The footprint can be copy/pasted or loaded into KiCAD's PCBNew:

Screenshot of the footprint in PCBNew

Wrapping up

You can reference and try out the full code from this article if you'd like. Note that the code is meant to be educational, so it isn't going to look like production-ready code. You can take a look at gingerbread.trace to see the concepts in this article adapted to a complete tool.

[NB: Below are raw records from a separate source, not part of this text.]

use crate::{
    error::{Error, HtmlError},
    schema::{Ingredient, RecipePart, Uuid},
    QueryError,
};

use sqlx::{Pool, Postgres, Transaction};

/// Lists ingredients, optionally narrowed to names starting with `prefix`
/// (case-insensitive).
pub async fn list_ingredients(
    prefix: Option<&str>,
    pool: &Pool<Postgres>,
) -> Result<Vec<Ingredient>, Error> {
    let rows: Vec<Ingredient> = match prefix {
        Some(prefix) => sqlx::query_as(
            "SELECT * FROM ingredients WHERE LOWER(name) LIKE LOWER($1) || '%' ORDER BY name, id",
        )
        .bind(escape_like(prefix))
        .fetch_all(pool)
        .await
        .map_err(QueryError::from)?,
        None => sqlx::query_as("SELECT * FROM ingredients ORDER BY name, id")
            .fetch_all(pool)
            .await
            .map_err(QueryError::from)?,
    };

    Ok(rows)
}

pub async fn get_ingredient(id: Uuid, pool: &Pool<Postgres>) -> Result<Option<Ingredient>, Error> {
    let row: Option<Ingredient> = sqlx::query_as("SELECT * FROM ingredients WHERE id = $1")
        .bind(id)
        .fetch_optional(pool)
        .await
        .map_err(QueryError::from)?;

    Ok(row)
}

pub async fn list_recipe_parts(
    pool: &Pool<Postgres>,
    recipe_id: Uuid,
) -> Result<Vec<RecipePart>, Error> {
    let rows: Vec<RecipePart> = sqlx::query_as(
        "
        SELECT i.id AS id, i.name AS name, i.measurement_unit AS measurement_unit, ri.amount AS amount
        FROM recipe_ingredients ri
        INNER JOIN ingredients i ON i.id = ri.ingredient_id
        WHERE ri.recipe_id = $1
        ORDER BY ri.id
    ",
    )
    .bind(recipe_id)
    .fetch_all(pool)
    .await
    .map_err(QueryError::from)?;

    Ok(rows)
}

/// Fails with 400 unless every id in `ingredients` names an existing ingredient.
pub async fn ensure_ingredients_exist(
    ingredients: &[Uuid],
    tr: &mut Transaction<'_, Postgres>,
) -> Result<(), Error> {
    let found: Vec<(Uuid,)> = sqlx::query_as("SELECT id FROM ingredients WHERE id = ANY($1)")
        .bind(ingredients)
        .fetch_all(&mut **tr)
        .await
        .map_err(QueryError::from)?;

    if let Some(missing) = ingredients
        .iter()
        .find(|id| !found.iter().any(|(f,)| f == *id))
    {
        return Err(HtmlError::InvalidRequest.new(&format!("Ingredient {missing} doesn't exist")));
    }

    Ok(())
}

fn escape_like(value: &str) -> String {
    value
        .replace('\\', "\\\\")
        .replace('%', "\\%")
        .replace('_', "\\_")
}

Hopefully this article has given some insight into raster-to-vector conversion and how Python can be used to glue together complex, powerful libraries to accomplish specific goals. While converting a single image to a KiCAD footprint goes a long way towards making PCB art, there is still much more that can be done. In a future article, I'll discuss gingerbread.convert- a powerful tool that can convert an entire design consisting of multiple layers, drills, and complex board outlines.


  1. Typically, these are Gerber files for printed circuit boards. 

  2. KiCAD's bitmap2component calls this fragmentation

  3. KiCAD has a nice adaptive algorithm for this that's based on the overall length of the Bezier curve. I ported this to gingerbread.trace here

  4. I'm ignoring the tstamp and tedit fields for now, but they are just UUIDs

  5. 300 DPI is common for print design, whereas 72 DPI is common for digital design. In modern design software, DPI is really just a choice of how fine of a resolution you want to work with.